When I first heard about prose poetry I thought it was some kind of con. That poets who couldn’t rhyme wrote prose instead and just called it poetry. I saw it the way many see modern art, as a pretentious way of disguising a lack of talent. Those who can’t draw, install.

I was a teenager, though it’s the sort of view one can have at any age. More importantly, I was wrong. John Wynne’s installation at the Saatchi gallery recently was art. Poems do not require rhymes.

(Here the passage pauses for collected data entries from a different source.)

//! Inspector HTTP Routes
//!
//! Three read-only resources, one per report. Each accepts `GET` and
//! `OPTIONS` only; anything else is `405` with an empty body. Cross-origin
//! headers are attached to every response from these routes, errors
//! included.

use std::sync::Arc;

use axum::{
    extract::State,
    handler::Handler,
    http::{header, HeaderValue, StatusCode},
    response::{IntoResponse, Response},
    routing::{get, MethodRouter},
    Router,
};
use serde::Serialize;
use tower::ServiceBuilder;
use tower_http::set_header::SetResponseHeaderLayer;

use crate::inspector::{Inspector, InspectorError, DEFAULT_LIMIT};

/// `Access-Control-Allow-Origin`
pub const ALLOW_ORIGIN: &str = "*";
/// `Access-Control-Allow-Methods`
pub const ALLOW_METHODS: &str = "GET, OPTIONS";
/// `Access-Control-Allow-Headers`
pub const ALLOW_HEADERS: &str = "Content-Type";

// ==================
// Shared State
// ==================

/// Handler state: the inspector and nothing else
pub struct InspectorState {
    pub inspector: Inspector,
}

impl InspectorState {
    pub fn new(inspector: Inspector) -> Self {
        Self { inspector }
    }
}

// ==================
// Inspector Routes
// ==================

/// Create inspector routes (mounted under `/api`)
pub fn inspector_routes(state: Arc<InspectorState>) -> Router {
    Router::new()
        .route("/tables/top", resource(top_tables_handler))
        .route("/tables/non-innodb", resource(engines_handler))
        .route("/tables/fragmentation", resource(fragmentation_handler))
        .layer(
            ServiceBuilder::new()
                .layer(SetResponseHeaderLayer::overriding(
                    header::ACCESS_CONTROL_ALLOW_ORIGIN,
                    HeaderValue::from_static(ALLOW_ORIGIN),
                ))
                .layer(SetResponseHeaderLayer::overriding(
                    header::ACCESS_CONTROL_ALLOW_METHODS,
                    HeaderValue::from_static(ALLOW_METHODS),
                ))
                .layer(SetResponseHeaderLayer::overriding(
                    header::ACCESS_CONTROL_ALLOW_HEADERS,
                    HeaderValue::from_static(ALLOW_HEADERS),
                )),
        )
        .with_state(state)
}

/// Method policy shared by every resource. HEAD is listed explicitly so it
/// does not fall through to the GET handler.
fn resource<H, T>(handler: H) -> MethodRouter<Arc<InspectorState>>
where
    H: Handler<T, Arc<InspectorState>>,
    T: 'static,
{
    get(handler)
        .head(method_not_allowed_handler)
        .options(preflight_handler)
        .fallback(method_not_allowed_handler)
}

// ==================
// Handlers
// ==================

async fn top_tables_handler(
    State(state): State<Arc<InspectorState>>,
) -> Result<Response, InspectorError> {
    let tables = state.inspector.top_tables_by_row_count(DEFAULT_LIMIT).await?;
    json_array(&tables)
}

async fn engines_handler(
    State(state): State<Arc<InspectorState>>,
) -> Result<Response, InspectorError> {
    let tables = state.inspector.list_tables_by_engine().await?;
    json_array(&tables)
}

async fn fragmentation_handler(
    State(state): State<Arc<InspectorState>>,
) -> Result<Response, InspectorError> {
    let tables = state.inspector.top_fragmented_tables(DEFAULT_LIMIT).await?;
    json_array(&tables)
}

/// Browser preflight: headers only, never touches the catalog
async fn preflight_handler() -> StatusCode {
    StatusCode::OK
}

async fn method_not_allowed_handler() -> StatusCode {
    StatusCode::METHOD_NOT_ALLOWED
}

// ==================
// Helper Functions
// ==================

/// Encode records as a JSON array in the order given.
///
/// Encoding happens before any byte is written, so a failure yields the
/// error envelope rather than a truncated array.
fn json_array<T: Serialize>(records: &[T]) -> Result<Response, InspectorError> {
    let body = serde_json::to_vec(records)?;

    Ok((
        StatusCode::OK,
        [(header::CONTENT_TYPE, HeaderValue::from_static("application/json"))],
        body,
    )
        .into_response())
}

The Wynne piece involves patterns of sound radiating out from the speakers, every now and then the cable on the floor undulates. If you walk to the far corner, a pianola can be seen playing itself. It’s a haunting and fascinating work.

This is the poem that taught me that prose poetry can be great poetry. It’s by Allen Ginsberg, and apparently it’s quite famous though I didn’t know that when I first read it.

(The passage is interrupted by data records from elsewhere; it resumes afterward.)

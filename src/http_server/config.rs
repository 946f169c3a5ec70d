//! Listener settings
//!
//! Deserialized straight from the top level of `config.json`
//! (`server_port`, `bind_host`, `index_path`); see `cli::AppConfig`.

use serde::{Deserialize, Serialize};

/// Where the server listens and which page it serves at `/`
#[derive(Debug, Clone, PartialEq, Eq, Serialize, Deserialize)]
pub struct HttpServerConfig {
    #[serde(rename = "bind_host", default = "default_host")]
    pub host: String,

    #[serde(rename = "server_port", default = "default_port")]
    pub port: u16,

    /// A missing file yields 404, not a startup error
    #[serde(default = "default_index_path")]
    pub index_path: String,
}

fn default_host() -> String {
    "0.0.0.0".to_string()
}

fn default_port() -> u16 {
    8080
}

fn default_index_path() -> String {
    "web/index.html".to_string()
}

impl Default for HttpServerConfig {
    fn default() -> Self {
        Self {
            host: default_host(),
            port: default_port(),
            index_path: default_index_path(),
        }
    }
}

impl HttpServerConfig {
    pub fn socket_addr(&self) -> String {
        format!("{}:{}", self.host, self.port)
    }

    /// Reject settings the listener cannot start with.
    pub fn validate(&self) -> Result<(), String> {
        if self.port == 0 {
            return Err("server_port must be > 0".to_string());
        }
        if self.host.trim().is_empty() {
            return Err("bind_host must not be empty".to_string());
        }
        if self.index_path.trim().is_empty() {
            return Err("index_path must not be empty".to_string());
        }
        Ok(())
    }
}
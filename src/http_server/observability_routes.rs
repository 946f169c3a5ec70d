//! Observability HTTP Routes
//!
//! `/health` reports the build version and whether the catalog answers a
//! ping within the query deadline.

use std::sync::Arc;

use axum::{extract::State, http::StatusCode, response::IntoResponse, routing::get, Json, Router};
use serde::{Deserialize, Serialize};

use super::inspector_routes::InspectorState;

/// Health check response
#[derive(Debug, Serialize, Deserialize)]
pub struct HealthResponse {
    pub status: String,
    pub version: String,
    pub database: String,
    pub checked_at: String,
}

/// Health check route at root level
pub fn health_routes(state: Arc<InspectorState>) -> Router {
    Router::new()
        .route("/health", get(health_handler))
        .with_state(state)
}

async fn health_handler(State(state): State<Arc<InspectorState>>) -> impl IntoResponse {
    let (code, status, database) = match state.inspector.ping().await {
        Ok(()) => (StatusCode::OK, "ok", "reachable"),
        Err(_) => (StatusCode::SERVICE_UNAVAILABLE, "degraded", "unreachable"),
    };

    let response = HealthResponse {
        status: status.to_string(),
        version: env!("CARGO_PKG_VERSION").to_string(),
        database: database.to_string(),
        checked_at: chrono::Utc::now().to_rfc3339(),
    };

    (code, Json(response))
}
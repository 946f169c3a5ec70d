//! Observability for mysql-inspector
//!
//! Structured JSON log lines, one per event. Logging is synchronous, has no
//! side effects on request handling and never returns an error to callers.
//!
//! ```ignore
//! use mysql_inspector::observability::{Event, Logger, Timer};
//!
//! let timer = Timer::new();
//! // ... run a catalog query ...
//! Logger::event(Event::QueryComplete, &[("report", "top_tables"), ("elapsed_ms", &timer.elapsed_ms())]);
//! ```

mod events;
mod logger;

pub use events::Event;
pub use logger::{Logger, Severity, Timer};
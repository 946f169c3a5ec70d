//! Catalog sources
//!
//! A [`CatalogSource`] answers the three ranking queries for the schema it
//! is bound to. Futures are boxed so sources can sit behind `Arc<dyn _>`.

use std::future::Future;
use std::num::NonZeroUsize;
use std::pin::Pin;

use super::errors::InspectorResult;
use super::policy::{rank_by_engine, rank_by_fragmentation, rank_by_row_count, EnginePolicy};
use super::records::{CatalogTable, EngineRecord, FragmentationRecord, TableRowRecord};

/// Boxed future returned by catalog sources
pub type CatalogFuture<'a, T> = Pin<Box<dyn Future<Output = InspectorResult<T>> + Send + 'a>>;

/// Read-only access to one schema's table metadata.
///
/// Implementations must be safe to call concurrently and must return records
/// already ranked and bounded.
pub trait CatalogSource: Send + Sync {
    /// Tables by row-count estimate, descending.
    fn top_tables_by_row_count(&self, limit: NonZeroUsize) -> CatalogFuture<'_, Vec<TableRowRecord>>;

    /// Tables sorted and capped by the engine policy.
    fn tables_by_engine(&self, policy: EnginePolicy) -> CatalogFuture<'_, Vec<EngineRecord>>;

    /// Tables with data, by fragmentation ratio descending.
    fn top_fragmented_tables(
        &self,
        limit: NonZeroUsize,
    ) -> CatalogFuture<'_, Vec<FragmentationRecord>>;

    /// Verify the catalog is reachable.
    fn ping(&self) -> CatalogFuture<'_, ()>;
}

/// In-memory catalog bound to a single schema.
///
/// Rows belonging to other schemas are ignored, mirroring
/// `TABLE_SCHEMA = DATABASE()`.
#[derive(Debug, Clone, Default)]
pub struct MemoryCatalog {
    schema: String,
    tables: Vec<CatalogTable>,
}

impl MemoryCatalog {
    pub fn new(schema: impl Into<String>) -> Self {
        Self {
            schema: schema.into(),
            tables: Vec::new(),
        }
    }

    pub fn with_table(mut self, table: CatalogTable) -> Self {
        self.tables.push(table);
        self
    }

    pub fn with_tables(mut self, tables: impl IntoIterator<Item = CatalogTable>) -> Self {
        self.tables.extend(tables);
        self
    }

    /// A small sample schema used by `report --demo`.
    pub fn demo() -> Self {
        let schema = "shop";
        Self::new(schema).with_tables([
            CatalogTable::new(schema, "orders", "InnoDB")
                .with_rows(1_204_331)
                .with_storage(402_653_184, 96_468_992, 41_943_040),
            CatalogTable::new(schema, "order_items", "InnoDB")
                .with_rows(3_877_120)
                .with_storage(805_306_368, 201_326_592, 7_340_032),
            CatalogTable::new(schema, "customers", "InnoDB")
                .with_rows(88_214)
                .with_storage(16_269_312, 5_783_552, 4_194_304),
            CatalogTable::new(schema, "audit_log", "MyISAM")
                .with_rows(512_000)
                .with_storage(73_400_320, 10_485_760, 0),
            CatalogTable::new(schema, "session_cache", "MEMORY")
                .with_rows(1_024)
                .with_storage(131_072, 0, 0),
            CatalogTable::new(schema, "archived_carts", "ARCHIVE").with_rows(45_000),
            CatalogTable::new(schema, "coupons", "InnoDB")
                .with_rows(0)
                .with_storage(16_384, 0, 0),
        ])
    }

    fn scoped(&self) -> Vec<CatalogTable> {
        self.tables
            .iter()
            .filter(|t| t.schema == self.schema)
            .cloned()
            .collect()
    }
}

impl CatalogSource for MemoryCatalog {
    fn top_tables_by_row_count(&self, limit: NonZeroUsize) -> CatalogFuture<'_, Vec<TableRowRecord>> {
        Box::pin(async move { Ok(rank_by_row_count(&self.scoped(), limit)) })
    }

    fn tables_by_engine(&self, policy: EnginePolicy) -> CatalogFuture<'_, Vec<EngineRecord>> {
        Box::pin(async move { Ok(rank_by_engine(&self.scoped(), &policy)) })
    }

    fn top_fragmented_tables(
        &self,
        limit: NonZeroUsize,
    ) -> CatalogFuture<'_, Vec<FragmentationRecord>> {
        Box::pin(async move { Ok(rank_by_fragmentation(&self.scoped(), limit)) })
    }

    fn ping(&self) -> CatalogFuture<'_, ()> {
        Box::pin(async { Ok(()) })
    }
}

Two bricklayers are setting the walls
of a cellar in a new dug out patch
of dirt behind an old house of wood
with brown gables grown over with ivy
on a shady street in Denver. It is noon
and one of them wanders off. The young
subordinate bricklayer sits idly for
a few minutes after eating a sandwich
and throwing away the paper bag. He
has on dungarees and is bare above
the waist; he has yellow hair and wears
a smudged but still bright red cap
on his head. He sits idly on top
of the wall on a ladder that is leaned
up between his spread thighs, his head
bent down, gazing uninterestedly at
the paper bag on the grass. He draws
his hand across his breast, and then
slowly rubs his knuckles across the
side of his chin, and rocks to and fro
on the wall. A small cat walks to him
along the top of the wall. He picks
it up, takes off his cap, and puts it
over the kitten’s body for a moment.
Meanwhile it is darkening as if to rain
and the wind on top of the trees in the
street comes through almost harshly.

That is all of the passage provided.